_Data supplied_
┌────────

//! Capabilities advertised in the `initialize` response

use tower_lsp::lsp_types::{
    CompletionOptions, HoverProviderCapability, OneOf, SaveOptions, ServerCapabilities,
    TextDocumentSyncCapability, TextDocumentSyncKind, TextDocumentSyncOptions,
    TextDocumentSyncSaveOptions,
};

/// Full-text sync plus hover, completion, definition and outline
pub fn server_capabilities() -> ServerCapabilities {
    ServerCapabilities {
        text_document_sync: Some(TextDocumentSyncCapability::Options(
            TextDocumentSyncOptions {
                open_close: Some(true),
                change: Some(TextDocumentSyncKind::FULL),
                save: Some(TextDocumentSyncSaveOptions::SaveOptions(SaveOptions {
                    include_text: Some(false),
                })),
                ..Default::default()
            },
        )),
        hover_provider: Some(HoverProviderCapability::Simple(true)),
        completion_provider: Some(CompletionOptions {
            trigger_characters: Some(vec![".".to_string()]),
            resolve_provider: Some(false),
            ..Default::default()
        }),
        definition_provider: Some(OneOf::Left(true)),
        document_symbol_provider: Some(OneOf::Left(true)),
        ..Default::default()
    }
}

#[cfg(test)]
mod tests {
    use super::*;

    #[test]
    fn test_capabilities() {
        let caps = server_capabilities();
        assert!(matches!(
            caps.hover_provider,
            Some(HoverProviderCapability::Simple(true))
        ));
        assert_eq!(
            caps.completion_provider.unwrap().trigger_characters,
            Some(vec![".".to_string()])
        );
        assert!(caps.semantic_tokens_provider.is_none());
        match caps.text_document_sync {
            Some(TextDocumentSyncCapability::Options(options)) => {
                assert_eq!(options.change, Some(TextDocumentSyncKind::FULL));
                assert!(options.save.is_some());
            }
            other => panic!("unexpected sync capability: {:?}", other),
        }
    }
}
//! Integration tests for the `tl` binary

use assert_cmd::prelude::*;
use predicates::prelude::*;
use std::fs;
use std::path::Path;
use std::process::Command;
use tempfile::TempDir;

const AREA: &str = "\
// Area of a circle.
func area(r: Float) -> Float:
    return r * r * math.PI
end
var total = area(2.0)
";

/// `tl` running inside `dir`, isolated from the caller's config and env
fn tl_cmd(dir: &Path) -> Command {
    let mut cmd = Command::cargo_bin("tl").unwrap();
    cmd.current_dir(dir)
        .env("HOME", dir)
        .env("NO_COLOR", "1")
        .env_remove("TL_JSON")
        .env_remove("TL_LOG")
        .env_remove("TL_DISABLED_RULES")
        .env_remove("TL_SCOPE_STRATEGY")
        .env_remove("TL_MAX_DIAGNOSTICS");
    cmd
}

fn workspace(files: &[(&str, &str)]) -> TempDir {
    let dir = TempDir::new().unwrap();
    for (name, text) in files {
        let path = dir.path().join(name);
        fs::create_dir_all(path.parent().unwrap()).unwrap();
        fs::write(path, text).unwrap();
    }
    dir
}

fn stdout_of(cmd: &mut Command) -> String {
    String::from_utf8(cmd.output().unwrap().stdout).unwrap()
}

mod check {
    use super::*;

    #[test]
    fn test_clean_file_passes() {
        let dir = workspace(&[("main.tl", AREA)]);
        tl_cmd(dir.path())
            .args(["check", "main.tl"])
            .assert()
            .success()
            .stdout(predicate::str::contains("1 file checked: no problems found"));
    }

    #[test]
    fn test_errors_fail_with_human_output() {
        let dir = workspace(&[("main.tl", "var r = 1..5\nprint(\"${r}\")\n")]);
        tl_cmd(dir.path())
            .args(["check", "main.tl", "--no-color"])
            .assert()
            .failure()
            .code(1);

        let output = stdout_of(tl_cmd(dir.path()).args(["check", "main.tl", "--no-color"]));
        insta::assert_snapshot!(output, @r"
        main.tl:1:10: error[TL8002]: '..' is not a range operator in TL
           = help: use '...'
        main.tl:2:8: error[TL8003]: '${' does not interpolate in TL strings
           = help: use '#{'
        ✗ 1 file checked: 2 errors, 0 warnings
        ");
    }

    #[test]
    fn test_directories_are_walked() {
        let dir = workspace(&[
            ("src/a.tl", "var a = 1\n"),
            ("src/lib/b.tl", "var r = 1..5\n"),
            ("src/readme.md", "var r = 1..5\n"),
        ]);
        tl_cmd(dir.path())
            .args(["check", "src"])
            .assert()
            .failure()
            .stdout(predicate::str::contains("b.tl:1:10: error[TL8002]"))
            .stdout(predicate::str::contains("2 files checked"))
            .stdout(predicate::str::contains("readme").not());
    }

    #[test]
    fn test_deny_warnings() {
        let dir = workspace(&[("main.tl", "class point:\nend\n")]);
        tl_cmd(dir.path())
            .args(["check", "main.tl"])
            .assert()
            .success()
            .stdout(predicate::str::contains("warning[TL2001]"));
        tl_cmd(dir.path())
            .args(["check", "main.tl", "--deny-warnings"])
            .assert()
            .failure();
    }

    #[test]
    fn test_disable_flag_and_project_config() {
        let dir = workspace(&[
            ("main.tl", "var r = 1..5\nclass point:\nend\n"),
            ("tl.toml", "[analysis]\ndisabled_rules = [\"TL2001\"]\n"),
        ]);
        tl_cmd(dir.path())
            .args(["check", "main.tl", "--deny-warnings", "--disable", "TL8002"])
            .assert()
            .success();
    }

    #[test]
    fn test_json_output() {
        let dir = workspace(&[("main.tl", "var r = 1..5\n")]);
        let output = stdout_of(tl_cmd(dir.path()).args(["check", "main.tl", "--json"]));
        let value: serde_json::Value = serde_json::from_str(&output).unwrap();

        assert_eq!(value["summary"]["files"], 1);
        assert_eq!(value["summary"]["errors"], 1);
        let diag = &value["files"][0]["diagnostics"][0];
        assert_eq!(value["files"][0]["file"], "main.tl");
        assert_eq!(diag["code"], "TL8002");
        assert_eq!(diag["severity"], "error");
        assert_eq!(diag["range"]["start"], 9);
    }

    #[test]
    fn test_missing_path() {
        let dir = workspace(&[]);
        tl_cmd(dir.path())
            .args(["check", "absent"])
            .assert()
            .failure()
            .stderr(predicate::str::contains("Path not found"));
    }

    #[test]
    fn test_invalid_config_is_reported() {
        let dir = workspace(&[
            ("main.tl", AREA),
            ("tl.toml", "[analysis]\nscope_strategy = \"sideways\"\n"),
        ]);
        tl_cmd(dir.path())
            .args(["check", "main.tl"])
            .assert()
            .failure()
            .stderr(predicate::str::contains("Invalid configuration"));
    }
}

mod hover {
    use super::*;

    #[test]
    fn test_hover_function_call() {
        let dir = workspace(&[("main.tl", AREA)]);
        let output = stdout_of(tl_cmd(dir.path()).args(["hover", "main.tl", "5", "14"]));
        insta::assert_snapshot!(output, @r"
        func area(r: Float) -> Float

        Area of a circle.

        defined at main.tl:2:6
        ");
    }

    #[test]
    fn test_hover_json() {
        let dir = workspace(&[("main.tl", AREA)]);
        let output = stdout_of(tl_cmd(dir.path()).args(["hover", "main.tl", "5", "14", "--json"]));
        let value: serde_json::Value = serde_json::from_str(&output).unwrap();
        assert_eq!(value["signature"], "func area(r: Float) -> Float");
        assert_eq!(value["location"]["range"]["line"], 1);
    }

    #[test]
    fn test_hover_nothing_there() {
        let dir = workspace(&[("main.tl", AREA)]);
        tl_cmd(dir.path())
            .args(["hover", "main.tl", "3", "1"])
            .assert()
            .failure()
            .stderr(predicate::str::contains("No information at 3:1"));
    }

    #[test]
    fn test_hover_rejects_zero_line() {
        let dir = workspace(&[("main.tl", AREA)]);
        tl_cmd(dir.path())
            .args(["hover", "main.tl", "0", "1"])
            .assert()
            .failure()
            .stderr(predicate::str::contains("1-based"));
    }

    #[test]
    fn test_hover_imported_class() {
        let dir = workspace(&[
            ("geo/shapes.tl", "class Square:\n    var side: Float = 1.0\nend\n"),
            ("main.tl", "from geo.shapes import Square\nvar s = Square()\n"),
            ("tl.toml", "[package]\nname = \"geo\"\n"),
        ]);
        tl_cmd(dir.path())
            .args(["hover", "main.tl", "2", "10"])
            .assert()
            .success()
            .stdout(predicate::str::contains("shapes.tl:1:7"));
    }
}

mod lsp {
    use super::*;

    #[test]
    fn test_lsp_help() {
        let dir = workspace(&[]);
        tl_cmd(dir.path())
            .args(["lsp", "--help"])
            .assert()
            .success()
            .stdout(predicate::str::contains("TL Language Server"))
            .stdout(predicate::str::contains("--tcp"));
    }

    #[test]
    fn test_version() {
        let dir = workspace(&[]);
        tl_cmd(dir.path())
            .arg("--version")
            .assert()
            .success()
            .stdout(predicate::str::contains("tl"));
    }
}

└────────

_How to complete this task_
Look over the listing above. Pick out and copy every line that includes "OneOf".

_Task solution_
    CompletionOptions, HoverProviderCapability, OneOf, SaveOptions, ServerCapabilities,
        definition_provider: Some(OneOf::Left(true)),
        document_symbol_provider: Some(OneOf::Left(true)),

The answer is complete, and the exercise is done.